1958, im Alter von 15, führte Maiers Weg zum FC Bayern, 1962 erhielt er seinen ersten Profivertrag, 1963 löste er Fritz Kosar als Stammtorhüter ab. Die Achse Sepp Maier - Franz Beckenbauer - Gerd Müller gewann in den kommenden Jahren alles, was es zu gewinnen gab (siehe Tabelle 'Erfolge'). „Ich bin stolz zu der Generation gehört zu haben, die den Grundstein für das gelegt hat, was der FC Bayern heutzutage darstellt: ein nationaler und internationaler Spitzenklub“, sagte Maier.

Verrückt: Zwischen 1966 und 1979 absolvierte die Torwartlegende 442 BL-Spiele in Serie - ein Rekord für die Ewigkeit. Ob es an der speziellen Sportlernahrung lag? „Da haben wir am Abend vor dem Spiel einen Schweinsbraten gegessen und dazu gab’s ein Weißbier“, blickte Maier zurück, „der Bulle Roth hat vorm Spiel immer drei Stück Torte gegessen - und es hat ihm gutgetan.“ Heutzutage undenkbar.

1979 fand seine aktive Laufbahn ein jähes Ende.

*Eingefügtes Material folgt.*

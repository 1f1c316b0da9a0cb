//! OMS agent extension handler library: exposes modules for integration testing.

#![cfg_attr(test, allow(clippy::expect_used))]

pub mod app;
pub mod application;
pub mod cli;
pub mod commands;
pub mod domain;
pub mod infra;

Bei einem Autounfall wurde Maier schwer verletzt. Er sprang dem Tod gerade so von der Schippe, weil Uli Hoeneß seinen Kumpel geistesgegenwärtig in ein anderes Krankenhaus verlegen ließ. „Ein paar Stunden noch, dann wäre es um mich geschehen gewesen. Dann wäre ich jetzt nicht hier, sondern seit 35 Jahren unter der Erde“, dankte Maier seinem „Lebensretter“ Hoeneß.

Auch als Torwarttrainer vollbrachte Maier Großes. Als 1994 Hoeneß bei ihm anrief und erzählte, er habe „einen Edelstein aus Karlsruhe gekauft. Sepp, schleif ihn dir zum Diamanten“, zögerte er nicht lange. Bis 2008 bildete er mit Oliver Kahn ein unzertrennliches und erfolgreiches Duo. Heute begegnen sich beide gelegentlich auf dem Golfplatz - neben dem Wandern („Da hat man seine Ruhe und sieht, wie schön doch die Welt ist.“) Maiers Lieblingsbeschäftigung.

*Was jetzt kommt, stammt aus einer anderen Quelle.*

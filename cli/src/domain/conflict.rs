//! Connection-conflict types and the pure parsing behind conflict detection.
//!
//! The detector service gathers command output and file contents; every
//! decision about what that evidence means lives here.

use std::sync::LazyLock;

use regex::Regex;

use crate::domain::settings::GUID_PATTERN;

/// Port the legacy management server's agent listens on.
pub const SCOM_PORT: u16 = 1270;

/// Directory created under the agent configuration root for a SCOM workspace.
pub const SCOM_WORKSPACE_DIR: &str = "scom";

const MULTIPLE_CONNECTIONS_TAG: &str = "(LINUXOMSAGENTEXTENSION_ERROR_MULTIPLECONNECTIONS)";

// Compile-time constant patterns; cannot fail.
#[allow(clippy::expect_used)]
static HTTPSPORT_RE: LazyLock<Regex> =
    LazyLock::new(|| Regex::new(r"(?m)^[\s]*httpsport[\s]*=(.*)$").expect("valid regex"));

#[allow(clippy::expect_used)]
static SCOM_ISSUER_RE: LazyLock<Regex> = LazyLock::new(|| {
    Regex::new(&format!(
        r"(?m)^[\s]*Issuer:[\s]*CN=SCX-Certificate/title=SCX{GUID_PATTERN}, DC=.*$"
    ))
    .expect("valid regex")
});

#[allow(clippy::expect_used)]
static GUID_ONLY_RE: LazyLock<Regex> =
    LazyLock::new(|| Regex::new(&format!("^{GUID_PATTERN}$")).expect("valid regex"));

/// Answer from one port-detection source.
#[derive(Debug, Clone, Copy, PartialEq, Eq)]
pub enum ProbeOutcome {
    Open,
    Closed,
    /// This source cannot answer; ask the next one.
    Undetermined,
}

impl ProbeOutcome {
    #[must_use]
    pub fn is_conclusive(self) -> bool {
        self != Self::Undetermined
    }
}

/// Why install may or may not proceed.
#[derive(Debug, Clone, Copy, PartialEq, Eq)]
pub enum ConflictReason {
    /// The target workspace is already configured; re-install is idempotent.
    AlreadyOnboardedSameWorkspace,
    OtherWorkspacePresent,
    ScomManaged,
    None,
}

/// Outcome of conflict detection for one install attempt.
#[derive(Debug, Clone, Copy, PartialEq, Eq)]
pub struct ConflictVerdict {
    pub has_conflict: bool,
    pub reason: ConflictReason,
}

impl ConflictVerdict {
    #[must_use]
    pub fn from_reason(reason: ConflictReason) -> Self {
        let has_conflict = matches!(
            reason,
            ConflictReason::OtherWorkspacePresent | ConflictReason::ScomManaged
        );
        Self {
            has_conflict,
            reason,
        }
    }

    /// Human-readable explanation for a conflicting verdict.
    #[must_use]
    pub fn explanation(&self) -> Option<String> {
        match self.reason {
            ConflictReason::OtherWorkspacePresent => Some(format!(
                "This machine is already connected to some other Log Analytics workspace, \
please set stopOnMultipleConnections to false in public settings or remove this property, \
so this machine can connect to new workspaces, also it means this machine will get billed \
multiple times for each workspace it report to. {MULTIPLE_CONNECTIONS_TAG}"
            )),
            ConflictReason::ScomManaged => Some(format!(
                "This machine may already be connected to a System Center Operations Manager \
server. Please set stopOnMultipleConnections to false in public settings or remove this \
property to allow connection to the Log Analytics workspace. {MULTIPLE_CONNECTIONS_TAG}"
            )),
            ConflictReason::AlreadyOnboardedSameWorkspace | ConflictReason::None => None,
        }
    }
}

/// What the host's existing onboarding state says about `target`.
#[derive(Debug, Clone, Copy, PartialEq, Eq)]
pub enum WorkspaceScan {
    AlreadyOnboarded,
    /// `true` when some other workspace (or a SCOM workspace) is configured.
    NotOnboarded { other_candidate: bool },
}

/// Interpret the onboarding script's workspace listing.
///
/// Any line mentioning `target` wins over every other line. A listing of
/// `no workspace` means nothing is configured.
#[must_use]
pub fn scan_workspace_listing(output: &str, target: &str) -> WorkspaceScan {
    let trimmed = output.trim();
    if trimmed.is_empty() || trimmed.eq_ignore_ascii_case("no workspace") {
        return WorkspaceScan::NotOnboarded {
            other_candidate: false,
        };
    }
    let lines = || trimmed.lines().map(str::trim).filter(|l| !l.is_empty());
    if lines().any(|line| line.contains(target)) {
        return WorkspaceScan::AlreadyOnboarded;
    }
    WorkspaceScan::NotOnboarded {
        other_candidate: lines().next().is_some(),
    }
}

/// Interpret the directory names found under the agent configuration root.
#[must_use]
pub fn scan_config_directories<S: AsRef<str>>(names: &[S], target: &str) -> WorkspaceScan {
    if names.iter().any(|n| n.as_ref() == target) {
        return WorkspaceScan::AlreadyOnboarded;
    }
    let other_candidate = names
        .iter()
        .map(AsRef::as_ref)
        .any(|n| n == SCOM_WORKSPACE_DIR || GUID_ONLY_RE.is_match(n));
    WorkspaceScan::NotOnboarded { other_candidate }
}

/// Interpret a port-check tool's answer.
///
/// Older tool versions reject the option; that is inconclusive, not closed.
#[must_use]
pub fn tool_probe_outcome(exit_code: i32, output: &str) -> ProbeOutcome {
    let lower = output.to_lowercase();
    if ["illegal option", "unknown option", "unrecognized option"]
        .iter()
        .any(|marker| lower.contains(marker))
    {
        return ProbeOutcome::Undetermined;
    }
    match exit_code {
        0 => ProbeOutcome::Open,
        1 => ProbeOutcome::Closed,
        _ => ProbeOutcome::Undetermined,
    }
}

/// Look for `port` in the first `httpsport` directive of a server config.
///
/// The directive's value may be a comma- or space-separated list.
#[must_use]
pub fn httpsport_outcome(config_text: &str, port: u16) -> ProbeOutcome {
    let Some(value) = HTTPSPORT_RE
        .captures(config_text)
        .and_then(|c| c.get(1))
        .map(|m| m.as_str())
    else {
        return ProbeOutcome::Closed;
    };
    let wanted = port.to_string();
    if value
        .split(|c: char| c == ',' || c.is_whitespace())
        .any(|p| p == wanted)
    {
        ProbeOutcome::Open
    } else {
        ProbeOutcome::Closed
    }
}

/// Whether certificate text (as printed by `openssl x509 -text`) was issued
/// by a legacy management server.
#[must_use]
pub fn is_scom_signed(certificate_text: &str) -> bool {
    SCOM_ISSUER_RE.is_match(certificate_text)
}

/// Combine the evidence into a verdict.
///
/// SCOM management needs both the open port and the SCOM-issued certificate;
/// a mere candidate connection is reported as another workspace.
#[must_use]
pub fn decide(other_candidate: bool, port: ProbeOutcome, cert_signed: bool) -> ConflictVerdict {
    let reason = if port == ProbeOutcome::Open && cert_signed {
        ConflictReason::ScomManaged
    } else if other_candidate {
        ConflictReason::OtherWorkspacePresent
    } else {
        ConflictReason::None
    };
    ConflictVerdict::from_reason(reason)
}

Zu Besuch in der Allianz Arena ist der 70-Jährige kaum. Auf diesen Trubel verzichtet er gerne. Stattdessen genießt er jedes Spiel gemütlich auf der Couch. „Ich bin begeistert. Es macht Spaß zuzuschauen. Die spielen echt super“, so Maier, „unsere damalige Mannschaft würde gegen die heutige zehn Stück kriegen.“ Er lacht verschmitzt, gönnt sich eine Priese Schnupftabak - und sieht dabei einfach nur glücklich und zufrieden aus.

Die FC Bayern Erlebniswelt ehrt Sepp Maier zu seinem 70. Geburtstag mit einer Sonderausstellung. „Das kann ich den Fans nur empfehlen“, so Karl-Heinz Rummenigge. Ab Sonntag, den 16. März 2014, können Besucher von Deutschlands größtem Vereinsmuseum im angrenzenden Veranstaltungsraum in die Welt der Torwart-Legende eintauchen. Es warten spannende private und sportliche Geschichten der „Katze von Anzing“ - von ihm persönlich multimedial und emotional präsentiert.

Für Besucher der FC Bayern Erlebniswelt ist der Besuch der Sonderausstellung kostenlos.